All persons born or naturalized in the United States, and subject to the jurisdiction thereof, are citizens of the United States and of the State wherein they reside. No State shall make or enforce any law which shall abridge the privileges or immunities of citizens of the United States; nor shall any State deprive any person of life, liberty, or property, without due process of law; nor deny to any person within its jurisdiction the equal protection of the laws.

Three years before the 14th Amendment was ratified, the concept of equal protection under the law, contributed to the assassination of Abraham Lincoln. Lincoln's final public statement on April 11, 1865, supporting voting rights for those blacks that served in the Union Army drew the ire of John Wilkes Booth who was in attendance.

Booth reportedly said to a friend, "That means (n-word) citizenship. Now, by God, I'll put him through. That is the last speech he will ever make." Three days later, Booth made good on his promise.

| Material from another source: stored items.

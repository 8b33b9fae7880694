//! HTTP transport seam shared by API calls and token refreshes.
//!
//! [`ApiHttpClient`] is the client's only dependency on an HTTP stack. API requests go
//! through it directly; token refreshes reach it through [`OAuthHttpHandle`], an
//! [`AsyncHttpClient`] adapter that records the response status in a
//! [`ResponseMetadataSlot`] so refresh failures can be classified by status.

// std
use std::time::Duration as StdDuration;
// crates.io
use oauth2::{AsyncHttpClient, HttpClientError, HttpRequest, HttpResponse};
// self
use crate::{_prelude::*, error::TransportError};

/// Boxed future returned by [`ApiHttpClient::send`].
pub type HttpFuture<'a> =
	Pin<Box<dyn Future<Output = Result<HttpResponse, TransportError>> + 'a + Send>>;

/// Executes one HTTP exchange.
///
/// Implementations return every HTTP status (including 4xx/5xx) as a normal response and
/// reserve [`TransportError`] for failures where no response was received.
pub trait ApiHttpClient
where
	Self: 'static + Send + Sync,
{
	/// Sends `request`, giving up after `timeout`.
	fn send(&self, request: HttpRequest, timeout: StdDuration) -> HttpFuture<'_>;
}

/// Metadata captured from the most recent token endpoint response.
#[derive(Clone, Debug, Default)]
pub struct ResponseMetadata {
	/// HTTP status code, if a response was received.
	pub status: Option<u16>,
}

/// Thread-safe slot sharing [`ResponseMetadata`] between the transport adapter and error
/// mapping.
#[derive(Clone, Debug, Default)]
pub struct ResponseMetadataSlot(Arc<Mutex<Option<ResponseMetadata>>>);
impl ResponseMetadataSlot {
	/// Stores metadata for the current request.
	pub fn store(&self, meta: ResponseMetadata) {
		*self.0.lock() = Some(meta);
	}

	/// Returns the captured metadata, consuming it from the slot.
	pub fn take(&self) -> Option<ResponseMetadata> {
		self.0.lock().take()
	}
}

/// [`AsyncHttpClient`] adapter that routes `oauth2` requests through an [`ApiHttpClient`].
pub(crate) struct OAuthHttpHandle {
	transport: Arc<dyn ApiHttpClient>,
	timeout: StdDuration,
	slot: ResponseMetadataSlot,
}
impl OAuthHttpHandle {
	pub(crate) fn new(
		transport: Arc<dyn ApiHttpClient>,
		timeout: StdDuration,
		slot: ResponseMetadataSlot,
	) -> Self {
		Self { transport, timeout, slot }
	}
}
impl<'c> AsyncHttpClient<'c> for OAuthHttpHandle {
	type Error = HttpClientError<TransportError>;
	type Future = Pin<Box<dyn Future<Output = Result<HttpResponse, Self::Error>> + 'c + Send>>;

	fn call(&'c self, request: HttpRequest) -> Self::Future {
		Box::pin(async move {
			self.slot.take();

			let response = self
				.transport
				.send(request, self.timeout)
				.await
				.map_err(|e| HttpClientError::Reqwest(Box::new(e)))?;

			self.slot.store(ResponseMetadata { status: Some(response.status().as_u16()) });

			Ok(response)
		})
	}
}

/// [`ApiHttpClient`] backed by a shared [`ReqwestClient`].
#[cfg(feature = "reqwest")]
#[derive(Clone, Debug, Default)]
pub struct ReqwestHttpClient(pub ReqwestClient);
#[cfg(feature = "reqwest")]
impl ReqwestHttpClient {
	/// Wraps an existing reqwest [`ReqwestClient`].
	pub fn with_client(client: ReqwestClient) -> Self {
		Self(client)
	}

	/// Builds a client, optionally sending `user_agent` on every request.
	pub fn build(user_agent: Option<&str>) -> Result<Self, crate::error::ConfigError> {
		let mut builder = ReqwestClient::builder();

		if let Some(user_agent) = user_agent {
			builder = builder.user_agent(user_agent);
		}

		Ok(Self(builder.build()?))
	}
}
#[cfg(feature = "reqwest")]
impl ApiHttpClient for ReqwestHttpClient {
	fn send(&self, request: HttpRequest, timeout: StdDuration) -> HttpFuture<'_> {
		Box::pin(async move {
			let mut request = reqwest::Request::try_from(request)?;

			*request.timeout_mut() = Some(timeout);

			let response = self.0.execute(request).await?;
			let status = response.status();
			let headers = response.headers().to_owned();
			let mut raw = HttpResponse::new(response.bytes().await?.to_vec());

			*raw.status_mut() = status;
			*raw.headers_mut() = headers;

			Ok(raw)
		})
	}
}

#[cfg(test)]
mod tests {
	// std
	use std::sync::atomic::{AtomicUsize, Ordering};
	// self
	use super::*;

	struct Teapot(AtomicUsize);
	impl ApiHttpClient for Teapot {
		fn send(&self, _: HttpRequest, _: StdDuration) -> HttpFuture<'_> {
			Box::pin(async move {
				self.0.fetch_add(1, Ordering::SeqCst);

				let mut response = HttpResponse::new(b"{}".to_vec());

				*response.status_mut() = oauth2::http::StatusCode::IM_A_TEAPOT;

				Ok(response)
			})
		}
	}

	struct Unreachable;
	impl ApiHttpClient for Unreachable {
		fn send(&self, _: HttpRequest, _: StdDuration) -> HttpFuture<'_> {
			Box::pin(async {
				Err(TransportError::from(std::io::Error::new(
					std::io::ErrorKind::ConnectionRefused,
					"refused",
				)))
			})
		}
	}

	fn request() -> HttpRequest {
		oauth2::http::Request::builder()
			.uri("http://127.0.0.1/token")
			.body(Vec::new())
			.expect("Request fixture should build.")
	}

	#[tokio::test]
	async fn oauth_handle_records_status() {
		let transport = Arc::new(Teapot(AtomicUsize::new(0)));
		let slot = ResponseMetadataSlot::default();
		let handle = OAuthHttpHandle::new(transport.clone(), StdDuration::from_secs(1), slot.clone());
		let response = handle.call(request()).await.expect("Teapot replies are responses.");

		assert_eq!(response.status().as_u16(), 418);
		assert_eq!(slot.take().and_then(|meta| meta.status), Some(418));
		assert!(slot.take().is_none(), "Metadata is consumed on take.");
		assert_eq!(transport.0.load(Ordering::SeqCst), 1);
	}

	#[tokio::test]
	async fn oauth_handle_wraps_transport_failures() {
		let slot = ResponseMetadataSlot::default();
		let handle =
			OAuthHttpHandle::new(Arc::new(Unreachable), StdDuration::from_secs(1), slot.clone());
		let err = handle.call(request()).await.expect_err("Transport failures must surface.");

		assert!(matches!(err, HttpClientError::Reqwest(ref inner) if matches!(**inner, TransportError::Io(_))));
		assert!(slot.take().is_none());
	}
}
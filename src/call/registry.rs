//! Operation-name lookup table.

// std
use std::sync::OnceLock;
// self
use crate::{
	_prelude::*,
	auth::ScopeSet,
	call::{CallArgs, CallDescriptor, CallFactory, CallTemplate},
	classify::ErrorKind,
	error::ApiError,
};

/// Maps canonical operation identifiers onto descriptor factories.
///
/// Registration happens while building the registry; afterwards it is an immutable
/// lookup table that can be shared freely.
#[derive(Clone, Default)]
pub struct CallRegistry {
	entries: HashMap<String, Arc<dyn CallFactory>>,
	scopes: BTreeMap<String, String>,
}
impl CallRegistry {
	/// Creates an empty registry.
	pub fn new() -> Self {
		Self::default()
	}

	/// Process-wide registry holding the standard catalog, built on first use.
	pub fn global() -> Arc<CallRegistry> {
		static GLOBAL: OnceLock<Arc<CallRegistry>> = OnceLock::new();

		GLOBAL.get_or_init(|| Arc::new(crate::call::catalog::standard())).clone()
	}

	/// Registers a template under its canonical name, replacing any previous entry.
	pub fn register(mut self, template: CallTemplate) -> Self {
		let name = template.name.clone();

		match &template.required_scope {
			Some(scope) => self.scopes.insert(name.clone(), scope.clone()),
			None => self.scopes.remove(&name),
		};

		self.entries.insert(name, Arc::new(template));

		self
	}

	/// Registers a custom factory under the canonical form of `operation`.
	pub fn register_factory(
		mut self,
		operation: impl AsRef<str>,
		factory: impl 'static + CallFactory,
	) -> Self {
		let name = canonical_name(operation.as_ref());

		self.scopes.remove(&name);
		self.entries.insert(name, Arc::new(factory));

		self
	}

	/// Resolves `operation` (snake_case or PascalCase) to its factory.
	pub fn resolve(&self, operation: &str) -> Result<Arc<dyn CallFactory>> {
		self.entries.get(&canonical_name(operation)).cloned().ok_or_else(|| {
			ApiError::new(
				ErrorKind::NotFound,
				format!("Operation `{operation}` is not registered."),
			)
			.into()
		})
	}

	/// Returns `true` when `operation` resolves.
	pub fn exists(&self, operation: &str) -> bool {
		self.entries.contains_key(&canonical_name(operation))
	}

	/// Resolves `operation` and builds its descriptor from `args`.
	pub fn construct(&self, operation: &str, args: &CallArgs) -> Result<CallDescriptor> {
		let mut descriptor = self.resolve(operation)?.construct(args)?;

		descriptor.operation = canonical_name(operation);

		Ok(descriptor)
	}

	/// Canonical identifiers of every registered operation, sorted.
	pub fn names(&self) -> Vec<&str> {
		let mut names: Vec<_> = self.entries.keys().map(String::as_str).collect();

		names.sort_unstable();

		names
	}

	/// Union of the scopes declared by registered templates.
	pub fn scopes(&self) -> ScopeSet {
		ScopeSet::new(self.scopes.values().cloned()).unwrap_or_default()
	}

	/// Number of registered operations.
	pub fn len(&self) -> usize {
		self.entries.len()
	}

	/// Returns `true` when nothing is registered.
	pub fn is_empty(&self) -> bool {
		self.entries.is_empty()
	}
}
impl Debug for CallRegistry {
	fn fmt(&self, f: &mut Formatter) -> FmtResult {
		f.debug_struct("CallRegistry").field("operations", &self.names()).finish()
	}
}

/// Converts `snake_case` operation names to `PascalCase`; PascalCase input is unchanged.
pub fn canonical_name(operation: &str) -> String {
	let mut name = String::with_capacity(operation.len());

	for segment in operation.split('_').filter(|segment| !segment.is_empty()) {
		let mut chars = segment.chars();

		if let Some(first) = chars.next() {
			name.extend(first.to_uppercase());
			name.push_str(chars.as_str());
		}
	}

	name
}
//! Maps HTTP statuses, OAuth error payloads, and transport failures into [`ErrorKind`].
//!
//! Classification is deterministic: transport failures always become
//! [`ErrorKind::Timeout`]; otherwise the status code selects the kind, and a 400 is refined by
//! the `error` (or `message`) field of the decoded payload.

// self
use crate::{
	_prelude::*,
	error::{ApiError, TransportError},
	response::Response,
};

/// Error taxonomy surfaced by the client.
#[derive(Clone, Copy, Debug, PartialEq, Eq, Hash, Serialize, Deserialize)]
pub enum ErrorKind {
	/// Operation name unresolved, or the API answered 404.
	NotFound,
	/// API answered 400 without a more specific payload.
	BadRequest,
	/// Refresh token rejected as `invalid_token`.
	RefreshTokenExpired,
	/// Application credentials rejected as `invalid_client`.
	InvalidAppClientKeys,
	/// API answered 401.
	Unauthorized,
	/// API answered 403.
	Forbidden,
	/// API answered 502.
	TemporaryServer,
	/// API answered 503.
	RateLimit,
	/// Any unmapped status.
	Unknown,
	/// Transport failure (timeout, connection, TLS).
	Timeout,
}
impl ErrorKind {
	/// Returns a stable label suitable for logs and metrics.
	pub const fn as_str(self) -> &'static str {
		match self {
			ErrorKind::NotFound => "not_found",
			ErrorKind::BadRequest => "bad_request",
			ErrorKind::RefreshTokenExpired => "refresh_token_expired",
			ErrorKind::InvalidAppClientKeys => "invalid_app_client_keys",
			ErrorKind::Unauthorized => "unauthorized",
			ErrorKind::Forbidden => "forbidden",
			ErrorKind::TemporaryServer => "temporary_server",
			ErrorKind::RateLimit => "rate_limit",
			ErrorKind::Unknown => "unknown",
			ErrorKind::Timeout => "timeout",
		}
	}
}
impl Display for ErrorKind {
	fn fmt(&self, f: &mut Formatter) -> FmtResult {
		f.write_str(self.as_str())
	}
}

/// Primitive facts about a failed exchange, fed to [`classify`].
#[derive(Clone, Debug, Default, PartialEq, Eq)]
pub struct ErrorContext {
	/// HTTP status code, when a response was received.
	pub http_status: Option<u16>,
	/// `error` (or `message`) field of the decoded payload.
	pub error_code: Option<String>,
	/// Indicates the failure originated in the transport layer.
	pub transport_failure: bool,
}
impl ErrorContext {
	/// Creates an empty context.
	pub fn new() -> Self {
		Self::default()
	}

	/// Convenience constructor for transport-level failures.
	pub fn transport() -> Self {
		Self { transport_failure: true, ..Self::default() }
	}

	/// Adds an HTTP status code.
	pub fn with_http_status(mut self, status: u16) -> Self {
		self.http_status = Some(status);

		self
	}

	/// Adds the payload error code.
	pub fn with_error_code(mut self, code: impl Into<String>) -> Self {
		self.error_code = Some(code.into());

		self
	}
}

/// Maps the context onto the error taxonomy.
pub fn classify(ctx: &ErrorContext) -> ErrorKind {
	if ctx.transport_failure {
		return ErrorKind::Timeout;
	}

	match ctx.http_status {
		Some(400) => refine_bad_request(ctx.error_code.as_deref()),
		Some(401) => ErrorKind::Unauthorized,
		Some(403) => ErrorKind::Forbidden,
		Some(404) => ErrorKind::NotFound,
		Some(502) => ErrorKind::TemporaryServer,
		Some(503) => ErrorKind::RateLimit,
		_ => ErrorKind::Unknown,
	}
}

/// Classifies a non-success response, keeping it attached to the error.
pub fn response_error(response: Response) -> ApiError {
	let code = payload_code(&response.data);
	let mut ctx = ErrorContext::new().with_http_status(response.status);

	if let Some(code) = &code {
		ctx = ctx.with_error_code(code.clone());
	}

	let kind = classify(&ctx);
	let message = match code {
		Some(detail) => format!(
			"`{}` failed with HTTP {} ({kind}): {detail}.",
			response.call.operation, response.status
		),
		None => format!("`{}` failed with HTTP {} ({kind}).", response.call.operation, response.status),
	};

	ApiError::new(kind, message).with_response(response)
}

/// Classifies a transport failure; always [`ErrorKind::Timeout`].
pub fn transport_error(err: TransportError) -> ApiError {
	let kind = classify(&ErrorContext::transport());

	ApiError::new(kind, format!("Transport failure: {err}")).with_source(err)
}

/// Extracts the `error` field, falling back to `message`, from an error payload.
pub(crate) fn payload_code(data: &Value) -> Option<String> {
	let object = data.as_object()?;

	object
		.get("error")
		.or_else(|| object.get("message"))
		.and_then(Value::as_str)
		.map(str::to_owned)
}

fn refine_bad_request(code: Option<&str>) -> ErrorKind {
	match code {
		Some(code) if code.eq_ignore_ascii_case("invalid_token") => ErrorKind::RefreshTokenExpired,
		Some(code) if code.eq_ignore_ascii_case("invalid_client") =>
			ErrorKind::InvalidAppClientKeys,
		_ => ErrorKind::BadRequest,
	}
}
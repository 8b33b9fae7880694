// std
use std::sync::atomic::{AtomicU64, Ordering};

/// In-process counters for token endpoint exchanges.
#[derive(Debug, Default)]
pub struct RefreshMetrics {
	attempts: AtomicU64,
	successes: AtomicU64,
	failures: AtomicU64,
}
impl RefreshMetrics {
	/// Exchanges sent to the token endpoint.
	pub fn attempts(&self) -> u64 {
		self.attempts.load(Ordering::Relaxed)
	}

	/// Exchanges that produced a new token state.
	pub fn successes(&self) -> u64 {
		self.successes.load(Ordering::Relaxed)
	}

	/// Exchanges that failed.
	pub fn failures(&self) -> u64 {
		self.failures.load(Ordering::Relaxed)
	}

	pub(crate) fn record_attempt(&self) {
		self.attempts.fetch_add(1, Ordering::Relaxed);
	}

	pub(crate) fn record_result<T, E>(&self, result: &Result<T, E>) {
		let counter = if result.is_ok() { &self.successes } else { &self.failures };

		counter.fetch_add(1, Ordering::Relaxed);
	}
}

#[cfg(test)]
mod tests {
	// self
	use super::*;

	#[test]
	fn results_split_into_successes_and_failures() {
		let metrics = RefreshMetrics::default();

		metrics.record_attempt();
		metrics.record_result::<(), ()>(&Ok(()));
		metrics.record_attempt();
		metrics.record_result::<(), ()>(&Err(()));

		assert_eq!((metrics.attempts(), metrics.successes(), metrics.failures()), (2, 1, 1));
	}
}
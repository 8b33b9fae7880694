//! Resolved call descriptors and caller-supplied arguments.

// self
use crate::_prelude::*;

/// HTTP methods used by API operations.
#[derive(Clone, Copy, Debug, Default, PartialEq, Eq, Hash, Serialize, Deserialize)]
#[serde(rename_all = "UPPERCASE")]
pub enum HttpMethod {
	#[default]
	/// `GET`
	Get,
	/// `POST`
	Post,
	/// `PUT`
	Put,
	/// `DELETE`
	Delete,
}
impl HttpMethod {
	/// Returns the wire name of the method.
	pub const fn as_str(self) -> &'static str {
		match self {
			HttpMethod::Get => "GET",
			HttpMethod::Post => "POST",
			HttpMethod::Put => "PUT",
			HttpMethod::Delete => "DELETE",
		}
	}

	pub(crate) fn to_http(self) -> oauth2::http::Method {
		match self {
			HttpMethod::Get => oauth2::http::Method::GET,
			HttpMethod::Post => oauth2::http::Method::POST,
			HttpMethod::Put => oauth2::http::Method::PUT,
			HttpMethod::Delete => oauth2::http::Method::DELETE,
		}
	}
}
impl Display for HttpMethod {
	fn fmt(&self, f: &mut Formatter) -> FmtResult {
		f.write_str(self.as_str())
	}
}

/// Named arguments (path placeholders and query parameters) plus an optional JSON body.
#[derive(Clone, Debug, Default, PartialEq)]
pub struct CallArgs {
	/// Argument values keyed by name.
	pub params: BTreeMap<String, String>,
	/// Optional request body.
	pub body: Option<Value>,
}
impl CallArgs {
	/// Creates an empty argument set.
	pub fn new() -> Self {
		Self::default()
	}

	/// Adds (or replaces) a named argument.
	pub fn arg(mut self, name: impl Into<String>, value: impl ToString) -> Self {
		self.params.insert(name.into(), value.to_string());

		self
	}

	/// Serializes `body` as the JSON request body.
	pub fn body(mut self, body: impl Serialize) -> Result<Self, crate::error::ConfigError> {
		self.body = Some(
			serde_json::to_value(body).map_err(crate::error::ConfigError::BodySerialization)?,
		);

		Ok(self)
	}
}
impl<K, V> FromIterator<(K, V)> for CallArgs
where
	K: Into<String>,
	V: ToString,
{
	fn from_iter<I>(iter: I) -> Self
	where
		I: IntoIterator<Item = (K, V)>,
	{
		iter.into_iter().fold(Self::new(), |args, (name, value)| args.arg(name, value))
	}
}

/// Fully resolved request for one operation invocation.
///
/// Everything except `current_page` is fixed at construction; the pagination engine
/// advances `current_page` while walking pages.
#[derive(Clone, Debug, PartialEq, Serialize, Deserialize)]
pub struct CallDescriptor {
	/// Canonical (PascalCase) operation identifier.
	pub operation: String,
	/// HTTP method.
	pub method: HttpMethod,
	/// Path with every placeholder substituted, relative to the API version root.
	pub path: String,
	/// Query parameters (excluding `datasource` and `page`).
	pub query: BTreeMap<String, String>,
	/// Optional JSON body.
	pub body: Option<Value>,
	/// Scope the access token must carry.
	pub required_scope: Option<String>,
	/// How long a successful result stays cached.
	pub cache_duration: Duration,
	/// Whether the endpoint returns its data in pages.
	pub paginated: bool,
	/// Page cursor, starting at 1.
	pub current_page: u32,
}
impl CallDescriptor {
	/// Creates an uncached, non-paginated descriptor for an already resolved path.
	pub fn new(operation: impl Into<String>, method: HttpMethod, path: impl Into<String>) -> Self {
		Self {
			operation: operation.into(),
			method,
			path: path.into(),
			query: BTreeMap::new(),
			body: None,
			required_scope: None,
			cache_duration: Duration::ZERO,
			paginated: false,
			current_page: 1,
		}
	}

	/// Query parameters for the next request, including `page` for paginated calls.
	pub fn query_pairs(&self) -> Vec<(String, String)> {
		let mut pairs: Vec<_> =
			self.query.iter().map(|(name, value)| (name.clone(), value.clone())).collect();

		if self.paginated {
			pairs.push(("page".into(), self.current_page.to_string()));
		}

		pairs
	}
}
//! Page-by-page aggregation for paginated operations.

// self
use crate::{_prelude::*, call::CallDescriptor, response::Response};

/// Walks pages starting at 1 until a page carries no data, merging pages in order.
///
/// `execute_one` receives the descriptor with `current_page` set for the request. The first
/// page becomes the accumulator verbatim; when it is already empty it is returned as is.
/// Any failure aborts the walk and discards the pages merged so far. With `max_pages` set,
/// a non-empty page beyond the ceiling fails with [`Error::PageLimitExceeded`].
pub async fn paginate<F, Fut>(
	descriptor: &mut CallDescriptor,
	max_pages: Option<u32>,
	mut execute_one: F,
) -> Result<Response>
where
	F: FnMut(CallDescriptor) -> Fut,
	Fut: Future<Output = Result<Response>>,
{
	descriptor.current_page = 1;

	let mut merged: Option<Response> = None;

	loop {
		let page = execute_one(descriptor.clone()).await?;

		if page.is_empty() {
			return Ok(merged.unwrap_or(page));
		}
		if let Some(limit) = max_pages.filter(|limit| descriptor.current_page > *limit) {
			return Err(Error::PageLimitExceeded { operation: descriptor.operation.clone(), limit });
		}

		if let Some(acc) = merged.as_mut() {
			acc.merge(page);
		} else {
			merged = Some(page);
		}

		descriptor.current_page += 1;
	}
}

#[cfg(test)]
mod tests {
	// std
	use std::collections::VecDeque;
	// crates.io
	use serde_json::json;
	// self
	use super::*;
	use crate::{
		call::HttpMethod,
		classify::ErrorKind,
		error::ApiError,
	};

	fn descriptor() -> CallDescriptor {
		let mut call = CallDescriptor::new("MarketOrders", HttpMethod::Get, "/markets/10000002/orders/");

		call.paginated = true;
		call.current_page = 7;

		call
	}

	async fn walk(pages: Vec<Result<Value>>, max_pages: Option<u32>) -> (Result<Response>, Vec<u32>) {
		let mut script = VecDeque::from(pages);
		let mut seen = Vec::new();
		let mut call = descriptor();
		let result = paginate(&mut call, max_pages, |page| {
			seen.push(page.current_page);

			let next = script.pop_front().unwrap_or_else(|| Ok(json!([])));

			async move {
				next.map(|data| Response {
					status: 200,
					headers: [("x-page".to_owned(), page.current_page.to_string())].into_iter().collect(),
					data,
					call: page,
				})
			}
		})
		.await;

		(result, seen)
	}

	#[tokio::test]
	async fn pages_concatenate_until_an_empty_page() {
		let (result, seen) =
			walk(vec![Ok(json!(["a", "b"])), Ok(json!(["c"])), Ok(json!([]))], None).await;
		let merged = result.expect("Walk should succeed.");

		assert_eq!(merged.data, json!(["a", "b", "c"]));
		assert_eq!(seen, vec![1, 2, 3]);
		assert_eq!(merged.header("x-page"), Some("2"));
	}

	#[tokio::test]
	async fn empty_first_page_is_returned_verbatim() {
		let (result, seen) = walk(vec![Ok(Value::Null)], None).await;

		assert_eq!(result.expect("Empty walk should succeed.").data, Value::Null);
		assert_eq!(seen, vec![1]);
	}

	#[tokio::test]
	async fn failures_discard_partial_pages() {
		let (result, seen) = walk(
			vec![
				Ok(json!([1])),
				Err(ApiError::new(ErrorKind::TemporaryServer, "Bad gateway.").into()),
				Ok(json!([3])),
			],
			None,
		)
		.await;

		assert_eq!(result.expect_err("Failure must abort.").kind(), Some(ErrorKind::TemporaryServer));
		assert_eq!(seen, vec![1, 2]);
	}

	#[tokio::test]
	async fn ceiling_bounds_non_empty_pages() {
		let pages = || vec![Ok(json!([1])), Ok(json!([2])), Ok(json!([3])), Ok(json!([]))];
		let (result, seen) = walk(pages(), Some(2)).await;

		assert!(matches!(
			result,
			Err(Error::PageLimitExceeded { ref operation, limit: 2 }) if operation == "MarketOrders"
		));
		assert_eq!(seen, vec![1, 2, 3]);

		let (result, _) = walk(pages(), Some(3)).await;

		assert_eq!(result.expect("Three data pages fit.").data, json!([1, 2, 3]));
	}
}
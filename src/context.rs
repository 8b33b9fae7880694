//! Thread-local "current client" binding.
//!
//! [`with_client`] and [`scoped`] restore the previous binding on every exit path; prefer them
//! over [`switch_to`], which rebinds the slot until the next switch.

// std
use std::{
	cell::RefCell,
	task::{Context, Poll},
};
// self
use crate::{_prelude::*, client::Client};

thread_local! {
	static CURRENT: RefCell<Option<Client>> = const { RefCell::new(None) };
}

/// Returns the client bound to this thread, creating a default one on first use.
///
/// The default client uses [`ClientConfig::default`](crate::config::ClientConfig) over the
/// reqwest transport; without the `reqwest` feature an unbound thread yields
/// [`ConfigError::NoCurrentClient`](crate::error::ConfigError::NoCurrentClient).
pub fn current() -> Result<Client> {
	if let Some(client) = CURRENT.with(|slot| slot.borrow().clone()) {
		return Ok(client);
	}

	let client = default_client()?;

	Ok(CURRENT.with(|slot| slot.borrow_mut().get_or_insert(client).clone()))
}

/// Binds `client` to this thread, returning the previous binding.
pub fn switch_to(client: Client) -> Option<Client> {
	CURRENT.with(|slot| slot.borrow_mut().replace(client))
}

/// Runs `body` with `client` bound, restoring the previous binding afterwards (including on
/// unwind).
pub fn with_client<T>(client: Client, body: impl FnOnce() -> T) -> T {
	let _restore = Restore(Some(CURRENT.with(|slot| slot.borrow_mut().replace(client))));

	body()
}

/// Wraps `future` so `client` is bound only while it is being polled.
pub fn scoped<F>(client: Client, future: F) -> Scoped<F>
where
	F: Future,
{
	Scoped { client, future: Box::pin(future) }
}

/// Future returned by [`scoped`].
#[derive(Debug)]
pub struct Scoped<F> {
	client: Client,
	future: Pin<Box<F>>,
}
impl<F> Future for Scoped<F>
where
	F: Future,
{
	type Output = F::Output;

	fn poll(self: Pin<&mut Self>, cx: &mut Context<'_>) -> Poll<Self::Output> {
		let this = self.get_mut();
		let future = &mut this.future;

		with_client(this.client.clone(), || future.as_mut().poll(cx))
	}
}

struct Restore(Option<Option<Client>>);
impl Drop for Restore {
	fn drop(&mut self) {
		if let Some(previous) = self.0.take() {
			// The slot may already be gone during thread teardown.
			let _ = CURRENT.try_with(|slot| *slot.borrow_mut() = previous);
		}
	}
}

#[cfg(feature = "reqwest")]
fn default_client() -> Result<Client> {
	Client::new(Default::default())
}

#[cfg(not(feature = "reqwest"))]
fn default_client() -> Result<Client> {
	Err(crate::error::ConfigError::NoCurrentClient.into())
}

From its inception, the notion of equality has always faced an uphill battle. It is a tension fostered between American ideals and its application.

Section one of the 14th Amendment was the basis for women's suffrage and civil rights -- transformative movements that are seen much clearer through the light of hindsight. But it was the contemporary reliance on the blinders of fear and emotion that created decades of stagnation on issues that today is part of the nation's standard.

It has been with steadfast patience that the 14th Amendment remained undeterred by public opinion that suggested the nation was not ready to expand the collective definition of equality.

Section one also possesses 168 years of institutional memory. It fully understands that how the country feels about an issue is not a constitutional consideration.

If the Supreme Court upholds Prop.8 and DOMA, would it not suggest there is a hidden caveat of subjectivity embedded in the 14th Amendment? The country would remain stuck in the quagmire of arrested development, unduly pacified by fear and emotion.

It should be a concern to all Americans if the Amendment that guarantees equal protection under the law rests on the slender thread of how some Americans feel.

Continued bans on marriage equality would also raise the question: when will 21st century America catch up to the values it ratified in 1868?